● **EXERCISE DETAILS**
The answer must consist of every line from the entries below that contains the word "BasicAuth".

● **PROVIDED MATERIAL**
*** Begin section ***

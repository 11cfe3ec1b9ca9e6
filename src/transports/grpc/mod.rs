// gRPC Transport - Protocol Buffers RPC
use anyhow::{anyhow, Result};
use async_trait::async_trait;
use base64::Engine;
use serde_json::Value;
use std::collections::HashMap;
use std::str::FromStr;
use tokio::sync::mpsc;
use tonic::metadata::MetadataValue;
use tonic::transport::{Channel, Endpoint};
use tonic::Request;

use crate::auth::AuthConfig;
use crate::providers::base::Provider;
use crate::providers::grpc::GrpcProvider;
use crate::tools::{Tool, ToolInputOutputSchema};
use crate::transports::{
    stream::{boxed_channel_stream, StreamResult},
    ClientTransport,
};

use crate::grpcpb::generated::utcp_service_client::UtcpServiceClient;
use crate::grpcpb::generated::{Empty, ToolCallRequest};

pub struct GrpcTransport;

impl GrpcTransport {
    pub fn new() -> Self {
        Self
    }

    fn default_schema() -> ToolInputOutputSchema {
        ToolInputOutputSchema {
            type_: "object".to_string(),
            properties: None,
            required: None,
            description: None,
            title: None,
            items: None,
            enum_: None,
            minimum: None,
            maximum: None,
            format: None,
        }
    }

    async fn connect(&self, prov: &GrpcProvider) -> Result<UtcpServiceClient<Channel>> {
        if prov.use_ssl {
            return Err(anyhow!("TLS for gRPC transport is not configured yet"));
        }
        let endpoint = format!("http://{}:{}", prov.host, prov.port);
        let channel = Endpoint::from_shared(endpoint)?.connect().await?;
        Ok(UtcpServiceClient::new(channel))
    }

    fn apply_auth<T>(&self, prov: &GrpcProvider, req: &mut Request<T>) -> Result<()> {
        if let Some(auth) = &prov.base.auth {
            match auth {
                AuthConfig::Basic(auth) => {
                    let basic = base64::engine::general_purpose::STANDARD
                        .encode(format!("{}:{}", auth.username, auth.password));
                    let value = MetadataValue::from_str(&format!("Basic {}", basic))?;
                    req.metadata_mut().insert("authorization", value);
                }
                AuthConfig::ApiKey(auth) => {
                    let value = MetadataValue::from_str(&format!("Bearer {}", auth.api_key))?;
                    req.metadata_mut().insert("authorization", value);
                }
                AuthConfig::OAuth2(_) => {
                    return Err(anyhow!(
                        "OAuth2 auth is not yet supported by the gRPC transport"
                    ));
                }
            }
        }
        Ok(())
    }
}

#[async_trait]
impl ClientTransport for GrpcTransport {
    fn name(&self) -> &'static str {
        "grpc"
    }

    async fn register_tool_provider(&self, prov: &dyn Provider) -> Result<Vec<Tool>> {
        let grpc_prov = prov
            .as_any()
            .downcast_ref::<GrpcProvider>()
            .ok_or_else(|| anyhow!("Provider is not a GrpcProvider"))?;

        let mut client = self.connect(grpc_prov).await?;
        let mut request = Request::new(Empty {});
        self.apply_auth(grpc_prov, &mut request)?;

        let manual = client.get_manual(request).await?.into_inner();
        let default_schema = Self::default_schema();

        let tools = manual
            .tools
            .into_iter()
            .map(|t| Tool {
                name: t.name,
                description: t.description,
                inputs: default_schema.clone(),
                outputs: default_schema.clone(),
                tags: vec!["grpc".to_string()],
                average_response_size: None,
                provider: None,
            })
            .collect();

        Ok(tools)
    }

    async fn deregister_tool_provider(&self, _prov: &dyn Provider) -> Result<()> {
        Ok(())
    }

    async fn call_tool(
        &self,
        tool_name: &str,
        args: HashMap<String, Value>,
        prov: &dyn Provider,
    ) -> Result<Value> {
        let grpc_prov = prov
            .as_any()
            .downcast_ref::<GrpcProvider>()
            .ok_or_else(|| anyhow!("Provider is not a GrpcProvider"))?;

        let mut client = self.connect(grpc_prov).await?;
        let args_json = serde_json::to_string(&args)?;

        let mut request = Request::new(ToolCallRequest {
            tool: tool_name.to_string(),
            args_json,
        });
        self.apply_auth(grpc_prov, &mut request)?;

        let response = client.call_tool(request).await?.into_inner();
        if response.result_json.is_empty() {
            return Ok(Value::Null);
        }

        Ok(serde_json::from_str(&response.result_json)
            .unwrap_or_else(|_| Value::String(response.result_json.clone())))
    }

    async fn call_tool_stream(
        &self,
        tool_name: &str,
        args: HashMap<String, Value>,
        prov: &dyn Provider,
    ) -> Result<Box<dyn StreamResult>> {
        let grpc_prov = prov
            .as_any()
            .downcast_ref::<GrpcProvider>()
            .ok_or_else(|| anyhow!("Provider is not a GrpcProvider"))?;

        let mut client = self.connect(grpc_prov).await?;
        let args_json = serde_json::to_string(&args)?;

        let mut request = Request::new(ToolCallRequest {
            tool: tool_name.to_string(),
            args_json,
        });
        self.apply_auth(grpc_prov, &mut request)?;

        let mut stream = client.call_tool_stream(request).await?.into_inner();
        let (tx, rx) = mpsc::channel(16);
        tokio::spawn(async move {
            while let Some(item) = stream.message().await.transpose() {
                match item {
                    Ok(resp) => {
                        let parsed = if resp.result_json.is_empty() {
                            Ok(Value::Null)
                        } else {
                            serde_json::from_str::<Value>(&resp.result_json)
                                .map_err(|e| anyhow!("Failed to parse stream item: {}", e))
                        };
                        if tx.send(parsed).await.is_err() {
                            return;
                        }
                    }
                    Err(status) => {
                        let _ = tx.send(Err(anyhow!("gRPC stream error: {}", status))).await;
                        return;
                    }
                }
            }
        });

        Ok(boxed_channel_stream(rx, None))
    }
}

#[cfg(test)]
mod tests {
    use super::*;
    use crate::auth::{ApiKeyAuth, AuthType, BasicAuth};

    #[test]
    fn apply_auth_sets_basic_header() {
        let transport = GrpcTransport::new();
        let prov = GrpcProvider::new(
            "grpc".to_string(),
            "localhost".to_string(),
            50051,
            Some(AuthConfig::Basic(BasicAuth {
                auth_type: AuthType::Basic,
                username: "user".to_string(),
                password: "pass".to_string(),
            })),
        );

        let mut request: Request<()> = Request::new(());
        transport.apply_auth(&prov, &mut request).unwrap();

        let header = request.metadata().get("authorization").unwrap();
        assert_eq!(header.to_str().unwrap(), "Basic dXNlcjpwYXNz");
    }

    #[test]
    fn apply_auth_sets_bearer_header_for_api_key() {
        let transport = GrpcTransport::new();
        let prov = GrpcProvider::new(
            "grpc".to_string(),
            "localhost".to_string(),
            50051,
            Some(AuthConfig::ApiKey(ApiKeyAuth {
                auth_type: AuthType::ApiKey,
                api_key: "secret".to_string(),
                var_name: "X-Api-Key".to_string(),
                location: "header".to_string(),
            })),
        );

        let mut request: Request<()> = Request::new(());
        transport.apply_auth(&prov, &mut request).unwrap();

        let header = request.metadata().get("authorization").unwrap();
        assert_eq!(header.to_str().unwrap(), "Bearer secret");
    }

    #[test]
    fn apply_auth_rejects_oauth2() {
        let transport = GrpcTransport::new();
        let prov = GrpcProvider::new(
            "grpc".to_string(),
            "localhost".to_string(),
            50051,
            Some(AuthConfig::OAuth2(crate::auth::OAuth2Auth::new(
                "https://auth.example.com/token".to_string(),
                "client".to_string(),
                "secret".to_string(),
                None,
            ))),
        );

        let mut request: Request<()> = Request::new(());
        let err = transport.apply_auth(&prov, &mut request).unwrap_err();
        assert!(err.to_string().contains("OAuth2"));
    }
}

*** End section ***

● **RESPONSE TO THIS TASK**
    use crate::auth::{ApiKeyAuth, AuthType, BasicAuth};
            Some(AuthConfig::Basic(BasicAuth {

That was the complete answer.